Action Tactic 2: Bigger Media Buys for Direct Action

Here Cambridge Analytica say they placed ‘broader’ media buys. This is the type of activity that any very large consumer-facing campaign would carry out – buying mass ads to display to hundreds or millions of users. In their case, they say they targeted these in 3 ways:

  1. They based the messaging on elements they’d already measured as being successful within their more targeted advertising.
  2. They’d segmented these by location.
  3. They placed these on key outlets, where they knew they had a chance to affect behaviour, and placed them at crucial moments.

All three of the above are extremely straightforward if you’ve monitored your data closely through a campaign.

In terms of ‘crucial moments’: You can see the date on the above examples was election day itself: Ie, after all of the testing of ads prior, they ran a big push on election day itself. Everyone working in digital marketing will be familiar with the fact that the bulk of results for ‘direct response’ techniques (email, direct message campaigns, direct response ads) are immediately at the point that the money is spent, or the emails are sent. The ‘brand’ work to create users with the potential to act happens before that, the direct response activity is designed to have an impact at the point it goes live.

The above examples are also similar to the technique chosen by the official UK ‘Vote Leave’ Brexit campaign, who chose to spend large amounts of their media budget right at the end. 

 

 

Action Tactic 3: Search Advertising

This is such a minor, simple detail compared to the other elements above, but Cambridge Analytica thought it worth setting out separately and showing off in presentations. That may be because it’s such a broad, simple tactic that it would appeal to any potential client without much awareness of digital advertising, or it may be that they actually felt it to be advanced.

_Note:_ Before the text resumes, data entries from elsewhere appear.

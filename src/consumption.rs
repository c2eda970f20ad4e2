//! Consumption-type registry.
//!
//! The six consumption categories of the source dataset and their feature
//! codes. Codes are fixed by the trained model; "Cativo" (captive-market
//! consumers) sits at 2 even though it reads like a subtotal of "Total".
//! Keep the numbers as they are.

use std::fmt;

#[derive(Debug, Clone, Copy, PartialEq, Eq, Hash)]
pub enum ConsumptionType {
    Total,
    Cativo,
    Residencial,
    Industrial,
    Comercial,
    Outros,
}

/// Every consumption type, in selector order.
pub const CONSUMPTION_REGISTRY: [ConsumptionType; 6] = [
    ConsumptionType::Total,
    ConsumptionType::Cativo,
    ConsumptionType::Residencial,
    ConsumptionType::Industrial,
    ConsumptionType::Comercial,
    ConsumptionType::Outros,
];

impl ConsumptionType {
    /// Feature code used by the oracle (`tipo_consumo` column).
    pub fn code(self) -> u8 {
        match self {
            ConsumptionType::Total => 1,
            ConsumptionType::Cativo => 2,
            ConsumptionType::Residencial => 3,
            ConsumptionType::Industrial => 4,
            ConsumptionType::Comercial => 5,
            ConsumptionType::Outros => 6,
        }
    }

    /// Selector label.
    pub fn name(self) -> &'static str {
        match self {
            ConsumptionType::Total => "Total",
            ConsumptionType::Cativo => "Cativo",
            ConsumptionType::Residencial => "Residencial",
            ConsumptionType::Industrial => "Industrial",
            ConsumptionType::Comercial => "Comercial",
            ConsumptionType::Outros => "Outros",
        }
    }

    /// Looks up a type by its exact selector label.
    pub fn from_name(name: &str) -> Option<Self> {
        CONSUMPTION_REGISTRY.into_iter().find(|t| t.name() == name)
    }

    pub fn from_code(code: u8) -> Option<Self> {
        CONSUMPTION_REGISTRY.into_iter().find(|t| t.code() == code)
    }

    /// Case-insensitive lookup for command-line input. English aliases are
    /// accepted for the categories that have an obvious one.
    pub fn resolve(input: &str) -> Option<Self> {
        let lowered = input.trim().to_lowercase();
        CONSUMPTION_REGISTRY
            .into_iter()
            .find(|t| t.name().to_lowercase() == lowered)
            .or(match lowered.as_str() {
                "captive" => Some(ConsumptionType::Cativo),
                "residential" => Some(ConsumptionType::Residencial),
                "commercial" => Some(ConsumptionType::Comercial),
                "other" | "others" => Some(ConsumptionType::Outros),
                _ => None,
            })
    }
}

impl fmt::Display for ConsumptionType {
    fn fmt(&self, f: &mut fmt::Formatter<'_>) -> fmt::Result {
        write!(f, "{}", self.name())
    }
}

#[cfg(test)]
mod tests {
    use super::*;
    use std::collections::HashSet;

    #[test]
    fn test_codes_are_in_range_and_injective() {
        let codes: HashSet<u8> = CONSUMPTION_REGISTRY.iter().map(|t| t.code()).collect();
        assert_eq!(codes.len(), 6);
        assert!(codes.iter().all(|c| (1..=6).contains(c)));
    }

    #[test]
    fn test_codes_match_the_trained_model() {
        assert_eq!(ConsumptionType::Total.code(), 1);
        assert_eq!(ConsumptionType::Cativo.code(), 2);
        assert_eq!(ConsumptionType::Residencial.code(), 3);
        assert_eq!(ConsumptionType::Industrial.code(), 4);
        assert_eq!(ConsumptionType::Comercial.code(), 5);
        assert_eq!(ConsumptionType::Outros.code(), 6);
    }

    #[test]
    fn test_name_and_code_lookups_are_inverse() {
        for t in CONSUMPTION_REGISTRY {
            assert_eq!(ConsumptionType::from_name(t.name()), Some(t));
            assert_eq!(ConsumptionType::from_code(t.code()), Some(t));
        }
        assert_eq!(ConsumptionType::from_code(0), None);
        assert_eq!(ConsumptionType::from_code(7), None);
    }

    #[test]
    fn test_exact_lookup_rejects_unknown_labels() {
        assert_eq!(ConsumptionType::from_name("Rural"), None);
        assert_eq!(ConsumptionType::from_name("residencial"), None);
    }

    #[test]
    fn test_resolve_is_lenient() {
        assert_eq!(ConsumptionType::resolve("residencial"), Some(ConsumptionType::Residencial));
        assert_eq!(ConsumptionType::resolve("Captive"), Some(ConsumptionType::Cativo));
        assert_eq!(ConsumptionType::resolve(" OUTROS "), Some(ConsumptionType::Outros));
        assert_eq!(ConsumptionType::resolve("rural"), None);
    }
}
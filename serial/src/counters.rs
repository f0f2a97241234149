//! Counter storage and the next-value operation.

use parking_lot::RwLock;
use std::collections::HashMap;
use std::sync::atomic::{AtomicU64, Ordering};
use std::sync::Arc;

/// Monotonic counter store for SERIAL() precepts.
///
/// One `AtomicU64` per (namespace, field) key, created lazily at 0. The lock
/// guards only the map of counters; the increment itself is a single
/// fetch-and-add on the atomic, so concurrent callers for the same key can
/// never observe the same value.
#[derive(Debug, Default)]
pub struct SerialCounters {
    counters: RwLock<HashMap<String, HashMap<String, Arc<AtomicU64>>>>,
}

impl SerialCounters {
    /// Create an empty counter store.
    pub fn new() -> Self {
        Self::default()
    }

    /// Advance the counter for `(namespace, field)` and return the new value.
    ///
    /// A fresh key starts at 0, so the first call returns 1. Returned values
    /// for a key are strictly increasing across all callers; a consumed value
    /// is never handed out again, even if the mutation that consumed it is
    /// later discarded.
    pub fn next(&self, namespace: &str, field: &str) -> u64 {
        let counter = self.counter(namespace, field);
        // The returned value is the only state shared through this counter.
        counter.fetch_add(1, Ordering::Relaxed) + 1
    }

    /// Drop every counter belonging to `namespace`.
    ///
    /// Counters live for the namespace lifetime; a namespace opened again
    /// after a drop starts its fields over from zero.
    pub fn remove_namespace(&self, namespace: &str) {
        self.counters.write().remove(namespace);
    }

    fn counter(&self, namespace: &str, field: &str) -> Arc<AtomicU64> {
        if let Some(counter) = self
            .counters
            .read()
            .get(namespace)
            .and_then(|fields| fields.get(field))
        {
            return Arc::clone(counter);
        }

        let mut counters = self.counters.write();
        Arc::clone(
            counters
                .entry(namespace.to_string())
                .or_default()
                .entry(field.to_string())
                .or_insert_with(|| Arc::new(AtomicU64::new(0))),
        )
    }
}
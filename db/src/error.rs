//! Database error types.

use thiserror::Error;

/// Database errors.
#[derive(Debug, Error)]
pub enum DatabaseError {
    /// Precept string rejected at parse time.
    #[error("precept parse error: {0}")]
    Parse(#[from] scribe_precept::ParseError),

    /// Mutation execution failed.
    #[error("mutation error: {0}")]
    Mutation(#[from] scribe_mutation::MutationError),

    /// Storage operation failed.
    #[error("storage error: {0}")]
    Storage(#[from] scribe_core::StorageError),

    /// Ranking configuration rejected by validation.
    #[error("ranking config error: {0}")]
    Ranking(#[from] scribe_ranking::RankingError),
}

/// Result type for database operations.
pub type DatabaseResult<T> = Result<T, DatabaseError>;
//! The operation × existence decision table.

use scribe_store::CommitMode;

/// The three single-document write operations.
#[derive(Debug, Clone, Copy, PartialEq, Eq)]
pub enum MutationOperation {
    /// Create only; a no-op when the key already exists.
    Insert,
    /// Replace only; a no-op when the key does not exist.
    Update,
    /// Create or replace, whichever the existence check calls for.
    Upsert,
}

/// What a mutation should do, given the operation and the existence answer.
#[derive(Debug, Clone, Copy, PartialEq, Eq)]
pub struct Decision {
    /// Whether precepts are applied to the document.
    pub apply_precepts: bool,
    /// The commit to perform, if any.
    pub commit: Option<CommitMode>,
}

impl Decision {
    const SKIP: Decision = Decision {
        apply_precepts: false,
        commit: None,
    };

    const CREATE: Decision = Decision {
        apply_precepts: true,
        commit: Some(CommitMode::Create),
    };

    const REPLACE: Decision = Decision {
        apply_precepts: true,
        commit: Some(CommitMode::Replace),
    };
}

/// Resolve the decision table. This match is the single source of truth for
/// the six operation × existence rows.
pub fn decide(op: MutationOperation, exists: bool) -> Decision {
    match (op, exists) {
        (MutationOperation::Insert, false) => Decision::CREATE,
        (MutationOperation::Insert, true) => Decision::SKIP,
        (MutationOperation::Update, false) => Decision::SKIP,
        (MutationOperation::Update, true) => Decision::REPLACE,
        (MutationOperation::Upsert, false) => Decision::CREATE,
        (MutationOperation::Upsert, true) => Decision::REPLACE,
    }
}

/// When precept evaluation runs, relative to the decision table's answer.
///
/// `Always` reproduces the legacy engine behavior where a skipped Update
/// still consumed SERIAL() counter values; evaluation results are discarded
/// but counter consumption is not rolled back, leaving a gap in the
/// sequence. Gaps are tolerable, duplicate serials are not.
#[derive(Debug, Clone, Copy, PartialEq, Eq, Default)]
pub enum PreceptGating {
    /// Evaluate precepts only when the decision table applies them.
    #[default]
    OnApply,
    /// Evaluate precepts unconditionally, discarding results on skip.
    Always,
}
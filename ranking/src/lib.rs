//! Scribe Ranking Configuration
//!
//! The validated configuration record forwarded to the external full-text
//! ranking engine. Scribe never interprets these knobs: it checks ranges,
//! round-trips the record through serialization losslessly, and hands it
//! over unmodified. Scoring math lives in the ranking engine.

mod config;
mod error;

pub use config::{RankingConfig, SynonymRule};
pub use error::{RankingError, RankingResult};
//! Common error types for Scribe.

use thiserror::Error;

/// Errors that can occur during namespace storage operations.
#[derive(Debug, Error)]
pub enum StorageError {
    /// Namespace not found.
    #[error("Namespace not found: {0}")]
    NamespaceNotFound(String),

    /// Namespace already open.
    #[error("Namespace already exists: {0}")]
    NamespaceExists(String),

    /// Namespace name rejected by the identifier pattern.
    #[error("Invalid namespace name: '{0}'")]
    InvalidNamespaceName(String),

    /// The document carries no value for the namespace's primary-key field.
    #[error("Document has no primary key: field '{field}' of namespace '{namespace}'")]
    MissingPrimaryKey { namespace: String, field: String },

    /// The primary-key value cannot be used as a key.
    #[error("Invalid primary key for field '{field}': {type_name} is not a keyable type")]
    InvalidPrimaryKey { field: String, type_name: String },
}

impl StorageError {
    pub fn missing_primary_key(namespace: impl Into<String>, field: impl Into<String>) -> Self {
        Self::MissingPrimaryKey {
            namespace: namespace.into(),
            field: field.into(),
        }
    }

    pub fn invalid_primary_key(field: impl Into<String>, type_name: impl Into<String>) -> Self {
        Self::InvalidPrimaryKey {
            field: field.into(),
            type_name: type_name.into(),
        }
    }
}

/// Result type for storage operations.
pub type StorageResult<T> = Result<T, StorageError>;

Alongside all of the other tactics, they also explain they did something rather basic: Placed ads within Google search results, against particular terms users may search for. Here’s an example from their presentation:

There are 3 ads there, that cover different elements of potential ‘voter journeys’:

  • Ad 1: An ad that’s targeted at users searching for a particular factual topic. This is interesting in it positions him as opposing the Iraq war: Presumably that came back as a positive among the polling they did.
  • Ad 2: A particularly negative ad re Hillary, related to a particular factual search. (user intent: which candidate am I aligned with re trade?)
  • Ad 3: A positive ad re Donald Trump.

Each of the ads pointed to pages that set forward information, and also attempted to gather donations / email opt ins. This is vaguely interesting, but is particularly basic marketing that anyone working on a campaign with a decent amount of money would likely cover.

Overall Summary

What Cambridge Analytica appear to have done was not particularly advanced. It simply required money, people to carry out, and (it appears) the willingness of some to ignore their ‘ethical misalignments’ with the campaign.

All of the actual data/marketing techniques carried out were relatively straightforward, known tactics.

It’s no longer so easy to gather the data they did from the source they took it from, but there are plenty of other possibilities for gathering similar data sets – whether gathered directly in its entirety, partly gathered directly with additional data added to it from other sources, or bought in from either a fully legitimate source or a less legitimate source.